The only logical explanation for what we were experiencing was supernatural. Possibly demonic. Either we were being haunted, or our souls were leaving our bodies nightly. The light of day always made this sound ridiculous and we smiled and shook our heads and made jokes.

But when it happened to us at 3am, it was no joke.

Upon our return back to northern Kentucky, Mom went through a battery of tests. She wore a heart monitor for a month, submitted to a stress test, had a brain scan, and spoke to someone who I think may have been a psychologist. All was normal. Our old family doctor shrugged it off, and as the years went on we had fewer of these episodes. Though they did not go away entirely. Since it's rare to have one of these episodes now, years have gone by since I last thought about them. Until I read an offhand comment left on my favorite blog last week, and I realized what so terrified my mother and me has a scientific, medical name.

Sleep paralysis.

Basically, it's a moment of mental wakefulness but physical paralysis early in the sleep cycle. You have all the crazy brain activity and dreaming of REM without being fully asleep. You also have the physical paralysis associated with REM sleep, which doesn't bother you so much when you're deep in slumber.

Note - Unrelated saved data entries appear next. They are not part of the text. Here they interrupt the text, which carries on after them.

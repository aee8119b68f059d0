//! Per-bone GPU instances of one skinned mesh.
//!
//! Every bone owns an instance slot so that attachments can be parented to
//! it and the GPU evaluator has somewhere to write the bone's world
//! transform. Bone instance `i` is parented to the instance of bone
//! `parent(i)`; root-level bones are parented to the mesh root.

use std::sync::Arc;

use throng_animation::AnimationController;
use throng_core::{InstanceId, MeshTypeId, Result, SkeletonId};

use crate::instance::InstanceData;
use crate::instancer::MeshInstancer;

#[derive(Debug)]
pub struct Skeleton {
    controller: Arc<AnimationController>,
    bones: Vec<InstanceData>,
    skeleton_id: SkeletonId,
}

impl Skeleton {
    #[must_use]
    pub fn new(controller: Arc<AnimationController>) -> Self {
        Self {
            controller,
            bones: Vec::new(),
            skeleton_id: SkeletonId::NONE,
        }
    }

    #[inline]
    #[must_use]
    pub fn controller(&self) -> &Arc<AnimationController> {
        &self.controller
    }

    #[inline]
    #[must_use]
    pub fn bone_count(&self) -> usize {
        self.controller.bone_count()
    }

    #[inline]
    #[must_use]
    pub fn skeleton_id(&self) -> SkeletonId {
        self.skeleton_id
    }

    /// Bone instances, indexed by bone. Empty until initialized.
    #[inline]
    #[must_use]
    pub fn bone_instances(&self) -> &[InstanceData] {
        &self.bones
    }

    #[inline]
    #[must_use]
    pub fn bone_instance(&self, bone: usize) -> Option<&InstanceData> {
        self.bones.get(bone)
    }

    /// Allocates one instance per bone and links them along the hierarchy.
    ///
    /// On failure every instance allocated so far is released again.
    pub fn initialize_instances(
        &mut self,
        sink: &mut dyn MeshInstancer,
        skeleton_id: SkeletonId,
        bone_type: MeshTypeId,
        radius: f32,
        property_id: u32,
    ) -> Result<()> {
        let hierarchy = self.controller.hierarchy();
        let mut bones = Vec::with_capacity(hierarchy.bone_count());

        for bone in 0..hierarchy.bone_count() {
            let mut data = InstanceData::new(bone_type);
            data.set_skeleton_id(skeleton_id);
            data.set_bone(bone as u32);
            data.set_radius(radius);
            data.set_property_id(property_id);
            if let Err(err) = sink.initialize(&mut data) {
                // Already failing; report the allocation error.
                let _ = sink.delete_many(&mut bones);
                return Err(err);
            }
            bones.push(data);
        }

        for bone in 0..bones.len() {
            if let Some(parent) = hierarchy.parent(bone) {
                let parent_id = bones[parent].id();
                bones[bone].set_parent(parent_id);
            }
        }

        self.bones = bones;
        self.skeleton_id = skeleton_id;
        Ok(())
    }

    /// Parents every root-level bone instance to the mesh root.
    pub fn set_root_parent(&mut self, root: InstanceId) {
        let hierarchy = self.controller.hierarchy();
        for (bone, data) in self.bones.iter_mut().enumerate() {
            if hierarchy.parent(bone).is_none() {
                data.set_parent(root);
            }
        }
    }

    /// Publishes dirty bone instances.
    pub fn update(&mut self, sink: &mut dyn MeshInstancer) -> Result<()> {
        sink.append_many(&mut self.bones)
    }

    /// Releases every bone instance. The skeleton id is released by the
    /// owning mesh. The bones are dropped even when the Sink reports an error.
    pub fn dispose(&mut self, sink: &mut dyn MeshInstancer) -> Result<()> {
        let result = sink.delete_many(&mut self.bones);
        self.bones.clear();
        self.skeleton_id = SkeletonId::NONE;
        result
    }
}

It bothers you a lot when you're not in slumber and are hallucinating that there's a demon in the corner of your room.

Trying to give myself a good scare on Halloween, I read the comments section of a blog post where readers were asked to talk about the most terrifying thing they had personally experienced. One responder mentioned sleep paralysis and the hallucinations that come with it. I gasped.

So that's what that was. Huh.

Further research reveals that some people feel a presence pushing them down into their mattresses. Other people feel themselves levitate. Still others see nightmare creatures that, of course, aren't really there. My mother and I experienced all three.

The worst was always the nightmare creatures.

Mom frequently sensed a dark male presence just at the foot of her bed and once saw horns sticking out of the shadowy figure's head. I usually saw ordinary objects transform into terrible apparitions.

The first time I experienced what I now know was sleep paralysis, I was snuggled with Annette, my knock-off homemade Cabbage Patch doll, sewn by a friend of my mother's to tide me over until the real thing was easily available and affordable. I relaxed under the covers and in a lightning flash felt the world shift. There was a buzzing noise inside my head. My eyes were transfixed on Annette and I realized I couldn't look away. I couldn't move my eyes, or my head, or my limbs. I willed myself to scream but could not. Annette's face then began to change, turning monstrous and evil and alive. You know the clown in Poltergeist? Annette became that clown. And I was powerless to escape.

I know, right?


Having a name for this still doesn't explain a few things about it. Why, for instance, my mother and I suddenly started having them at the same time. And why any time we travelled together after I reached adulthood I would have a "spell." The last one I remember having, in fact, was one of the last times we went to Barbourville together and shared a guest room. In that one, I hallucinated that she morphed into your traditional large-eyed, oval-headed, pale-skinned Roswell-ish alien.

When I was finally able to move, I woke her up screaming, "Your face is white! Your face is white!"

We had a good laugh the next morning over coffee. I can't say she found it as funny that night.

Like many that have these, I've found ways to get myself back to reality-world when in the grips of an episode. Knowing that what I'm seeing (probably) isn't real helps bring me fully awake, as does concentrating on one body part that I'm trying to make move. If I can move a finger, I can break out of it. As a tired mom, I sometimes just will my eyes closed and hope for the best.

On rare occasions, though, I still freak out whoever happens to be sharing a bed with me by watching his face turn into a monster's and screaming myself awake. What can I say, it makes the hubby's life more interesting. Fall asleep next to me and expect the unexpected.

Now, at least, one of my problems has a name that isn't "crazy" or "mildly possessed." I'll sleep better at night.

Or not. But either way, I'll know any clowns I see in my bed are hallucinations.